- **Collected data entries**
◇ ◇ ◇ ◇

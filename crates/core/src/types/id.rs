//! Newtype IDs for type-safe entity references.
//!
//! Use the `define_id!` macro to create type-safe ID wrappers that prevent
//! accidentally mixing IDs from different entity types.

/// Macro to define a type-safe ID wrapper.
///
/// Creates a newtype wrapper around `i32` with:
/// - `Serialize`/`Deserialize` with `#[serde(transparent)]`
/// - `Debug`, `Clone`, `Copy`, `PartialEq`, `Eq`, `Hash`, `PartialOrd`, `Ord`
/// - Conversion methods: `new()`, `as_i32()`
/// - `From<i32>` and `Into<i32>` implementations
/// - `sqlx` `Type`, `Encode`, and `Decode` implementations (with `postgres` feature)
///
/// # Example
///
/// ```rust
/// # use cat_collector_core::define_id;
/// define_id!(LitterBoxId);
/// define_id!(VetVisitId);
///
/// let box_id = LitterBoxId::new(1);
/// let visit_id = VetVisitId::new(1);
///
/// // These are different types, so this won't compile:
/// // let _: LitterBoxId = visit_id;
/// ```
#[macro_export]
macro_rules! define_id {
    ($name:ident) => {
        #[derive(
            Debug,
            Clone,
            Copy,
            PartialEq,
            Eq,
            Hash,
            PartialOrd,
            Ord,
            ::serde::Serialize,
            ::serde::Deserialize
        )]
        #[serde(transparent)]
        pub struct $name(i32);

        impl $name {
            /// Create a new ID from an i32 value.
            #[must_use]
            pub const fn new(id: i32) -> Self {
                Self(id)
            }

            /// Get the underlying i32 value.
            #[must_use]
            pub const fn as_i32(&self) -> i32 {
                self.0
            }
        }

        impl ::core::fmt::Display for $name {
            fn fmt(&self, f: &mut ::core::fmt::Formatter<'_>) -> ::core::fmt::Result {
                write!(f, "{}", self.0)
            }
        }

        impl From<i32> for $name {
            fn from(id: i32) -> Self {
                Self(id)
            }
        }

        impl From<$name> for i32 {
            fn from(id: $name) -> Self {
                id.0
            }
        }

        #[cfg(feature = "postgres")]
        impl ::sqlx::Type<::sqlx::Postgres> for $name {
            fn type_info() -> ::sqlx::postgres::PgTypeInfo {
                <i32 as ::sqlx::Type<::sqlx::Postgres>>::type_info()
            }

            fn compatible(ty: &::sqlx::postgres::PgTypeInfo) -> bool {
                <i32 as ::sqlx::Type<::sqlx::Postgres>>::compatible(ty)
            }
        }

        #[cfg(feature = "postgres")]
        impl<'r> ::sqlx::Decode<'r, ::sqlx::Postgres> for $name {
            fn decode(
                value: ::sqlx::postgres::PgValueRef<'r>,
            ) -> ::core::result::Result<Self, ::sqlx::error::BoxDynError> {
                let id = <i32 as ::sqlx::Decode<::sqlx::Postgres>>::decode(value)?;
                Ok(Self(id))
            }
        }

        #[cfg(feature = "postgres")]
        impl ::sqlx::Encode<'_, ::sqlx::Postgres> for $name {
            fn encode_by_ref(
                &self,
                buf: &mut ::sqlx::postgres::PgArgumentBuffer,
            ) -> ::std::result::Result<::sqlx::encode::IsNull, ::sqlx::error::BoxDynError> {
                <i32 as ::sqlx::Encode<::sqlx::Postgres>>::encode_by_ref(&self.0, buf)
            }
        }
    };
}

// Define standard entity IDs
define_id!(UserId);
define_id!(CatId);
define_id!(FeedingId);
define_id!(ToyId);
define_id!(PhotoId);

◇ ◇ ◇ ◇

- **YOUR TASK**
A complete answer gives every line of the records holding "value".

- **WRITTEN RESPONSE**
            /// Create a new ID from an i32 value.
            /// Get the underlying i32 value.
                value: ::sqlx::postgres::PgValueRef<'r>,
                let id = <i32 as ::sqlx::Decode<::sqlx::Postgres>>::decode(value)?;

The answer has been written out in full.